START Supplied records
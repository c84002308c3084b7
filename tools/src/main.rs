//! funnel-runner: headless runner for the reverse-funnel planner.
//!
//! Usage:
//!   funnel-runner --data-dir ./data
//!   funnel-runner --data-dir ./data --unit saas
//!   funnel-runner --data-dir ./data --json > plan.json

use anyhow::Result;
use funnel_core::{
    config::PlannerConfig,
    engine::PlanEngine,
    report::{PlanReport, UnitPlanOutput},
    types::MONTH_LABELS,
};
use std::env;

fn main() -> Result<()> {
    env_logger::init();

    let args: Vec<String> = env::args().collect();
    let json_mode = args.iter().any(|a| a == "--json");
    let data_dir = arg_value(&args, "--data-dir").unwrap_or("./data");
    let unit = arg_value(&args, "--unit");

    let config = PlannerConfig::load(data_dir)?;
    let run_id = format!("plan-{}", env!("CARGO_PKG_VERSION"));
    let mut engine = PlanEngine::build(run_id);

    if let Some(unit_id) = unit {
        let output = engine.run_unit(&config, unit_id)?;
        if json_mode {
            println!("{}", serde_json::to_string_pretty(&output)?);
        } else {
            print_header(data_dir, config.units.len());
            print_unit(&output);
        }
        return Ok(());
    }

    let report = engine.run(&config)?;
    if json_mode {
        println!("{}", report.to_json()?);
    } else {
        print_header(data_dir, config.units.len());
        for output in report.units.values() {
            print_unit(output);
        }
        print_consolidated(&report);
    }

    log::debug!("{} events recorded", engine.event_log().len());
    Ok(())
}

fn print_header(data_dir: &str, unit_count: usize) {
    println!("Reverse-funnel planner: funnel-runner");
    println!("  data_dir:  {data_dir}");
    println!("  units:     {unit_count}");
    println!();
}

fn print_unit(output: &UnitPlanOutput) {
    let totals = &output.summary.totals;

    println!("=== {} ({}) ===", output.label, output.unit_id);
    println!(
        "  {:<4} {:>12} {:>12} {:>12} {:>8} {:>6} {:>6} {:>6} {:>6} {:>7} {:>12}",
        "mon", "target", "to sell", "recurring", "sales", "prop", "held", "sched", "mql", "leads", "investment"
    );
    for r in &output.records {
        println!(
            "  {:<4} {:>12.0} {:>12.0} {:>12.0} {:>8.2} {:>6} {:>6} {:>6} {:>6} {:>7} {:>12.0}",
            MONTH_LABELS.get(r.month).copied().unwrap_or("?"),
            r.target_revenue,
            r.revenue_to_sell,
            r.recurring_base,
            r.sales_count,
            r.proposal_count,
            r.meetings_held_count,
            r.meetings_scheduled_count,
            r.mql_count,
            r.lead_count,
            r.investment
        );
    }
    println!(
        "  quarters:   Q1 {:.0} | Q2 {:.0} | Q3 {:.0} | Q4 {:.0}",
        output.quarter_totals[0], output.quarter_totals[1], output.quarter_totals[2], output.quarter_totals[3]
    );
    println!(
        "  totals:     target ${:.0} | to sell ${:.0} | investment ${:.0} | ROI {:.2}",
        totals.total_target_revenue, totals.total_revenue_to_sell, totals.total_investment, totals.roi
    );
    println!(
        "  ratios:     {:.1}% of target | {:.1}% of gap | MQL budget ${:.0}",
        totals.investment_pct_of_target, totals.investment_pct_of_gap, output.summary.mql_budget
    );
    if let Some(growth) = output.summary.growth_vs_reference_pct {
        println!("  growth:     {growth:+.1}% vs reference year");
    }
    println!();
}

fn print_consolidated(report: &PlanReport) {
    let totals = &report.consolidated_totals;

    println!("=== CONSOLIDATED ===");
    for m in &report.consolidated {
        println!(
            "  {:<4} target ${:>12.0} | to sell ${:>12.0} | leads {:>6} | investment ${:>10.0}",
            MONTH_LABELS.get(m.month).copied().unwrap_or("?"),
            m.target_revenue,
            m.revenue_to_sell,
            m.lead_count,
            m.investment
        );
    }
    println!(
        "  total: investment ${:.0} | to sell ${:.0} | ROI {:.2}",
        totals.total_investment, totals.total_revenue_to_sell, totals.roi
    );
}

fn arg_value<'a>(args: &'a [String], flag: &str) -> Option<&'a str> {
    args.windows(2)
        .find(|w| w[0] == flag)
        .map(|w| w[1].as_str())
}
END Supplied records
Exercise brief: From the first line to the last, set down every record exactly as written above.

Output:
repository c84002308c3084b7
filename tools/src/main.rs
//! funnel-runner: headless runner for the reverse-funnel planner.
//!
//! Usage:
//!   funnel-runner --data-dir ./data
//!   funnel-runner --data-dir ./data --unit saas
//!   funnel-runner --data-dir ./data --json > plan.json

use anyhow::Result;
use funnel_core::{
    config::PlannerConfig,
    engine::PlanEngine,
    report::{PlanReport, UnitPlanOutput},
    types::MONTH_LABELS,
};
use std::env;

fn main() -> Result<()> {
    env_logger::init();

    let args: Vec<String> = env::args().collect();
    let json_mode = args.iter().any(|a| a == "--json");
    let data_dir = arg_value(&args, "--data-dir").unwrap_or("./data");
    let unit = arg_value(&args, "--unit");

    let config = PlannerConfig::load(data_dir)?;
    let run_id = format!("plan-{}", env!("CARGO_PKG_VERSION"));
    let mut engine = PlanEngine::build(run_id);

    if let Some(unit_id) = unit {
        let output = engine.run_unit(&config, unit_id)?;
        if json_mode {
            println!("{}", serde_json::to_string_pretty(&output)?);
        } else {
            print_header(data_dir, config.units.len());
            print_unit(&output);
        }
        return Ok(());
    }

    let report = engine.run(&config)?;
    if json_mode {
        println!("{}", report.to_json()?);
    } else {
        print_header(data_dir, config.units.len());
        for output in report.units.values() {
            print_unit(output);
        }
        print_consolidated(&report);
    }

    log::debug!("{} events recorded", engine.event_log().len());
    Ok(())
}

fn print_header(data_dir: &str, unit_count: usize) {
    println!("Reverse-funnel planner: funnel-runner");
    println!("  data_dir:  {data_dir}");
    println!("  units:     {unit_count}");
    println!();
}

fn print_unit(output: &UnitPlanOutput) {
    let totals = &output.summary.totals;

    println!("=== {} ({}) ===", output.label, output.unit_id);
    println!(
        "  {:<4} {:>12} {:>12} {:>12} {:>8} {:>6} {:>6} {:>6} {:>6} {:>7} {:>12}",
        "mon", "target", "to sell", "recurring", "sales", "prop", "held", "sched", "mql", "leads", "investment"
    );
    for r in &output.records {
        println!(
            "  {:<4} {:>12.0} {:>12.0} {:>12.0} {:>8.2} {:>6} {:>6} {:>6} {:>6} {:>7} {:>12.0}",
            MONTH_LABELS.get(r.month).copied().unwrap_or("?"),
            r.target_revenue,
            r.revenue_to_sell,
            r.recurring_base,
            r.sales_count,
            r.proposal_count,
            r.meetings_held_count,
            r.meetings_scheduled_count,
            r.mql_count,
            r.lead_count,
            r.investment
        );
    }
    println!(
        "  quarters:   Q1 {:.0} | Q2 {:.0} | Q3 {:.0} | Q4 {:.0}",
        output.quarter_totals[0], output.quarter_totals[1], output.quarter_totals[2], output.quarter_totals[3]
    );
    println!(
        "  totals:     target ${:.0} | to sell ${:.0} | investment ${:.0} | ROI {:.2}",
        totals.total_target_revenue, totals.total_revenue_to_sell, totals.total_investment, totals.roi
    );
    println!(
        "  ratios:     {:.1}% of target | {:.1}% of gap | MQL budget ${:.0}",
        totals.investment_pct_of_target, totals.investment_pct_of_gap, output.summary.mql_budget
    );
    if let Some(growth) = output.summary.growth_vs_reference_pct {
        println!("  growth:     {growth:+.1}% vs reference year");
    }
    println!();
}

fn print_consolidated(report: &PlanReport) {
    let totals = &report.consolidated_totals;

    println!("=== CONSOLIDATED ===");
    for m in &report.consolidated {
        println!(
            "  {:<4} target ${:>12.0} | to sell ${:>12.0} | leads {:>6} | investment ${:>10.0}",
            MONTH_LABELS.get(m.month).copied().unwrap_or("?"),
            m.target_revenue,
            m.revenue_to_sell,
            m.lead_count,
            m.investment
        );
    }
    println!(
        "  total: investment ${:.0} | to sell ${:.0} | ROI {:.2}",
        totals.total_investment, totals.total_revenue_to_sell, totals.roi
    );
}

fn arg_value<'a>(args: &'a [String], flag: &str) -> Option<&'a str> {
    args.windows(2)
        .find(|w| w[0] == flag)
        .map(|w| w[1].as_str())
}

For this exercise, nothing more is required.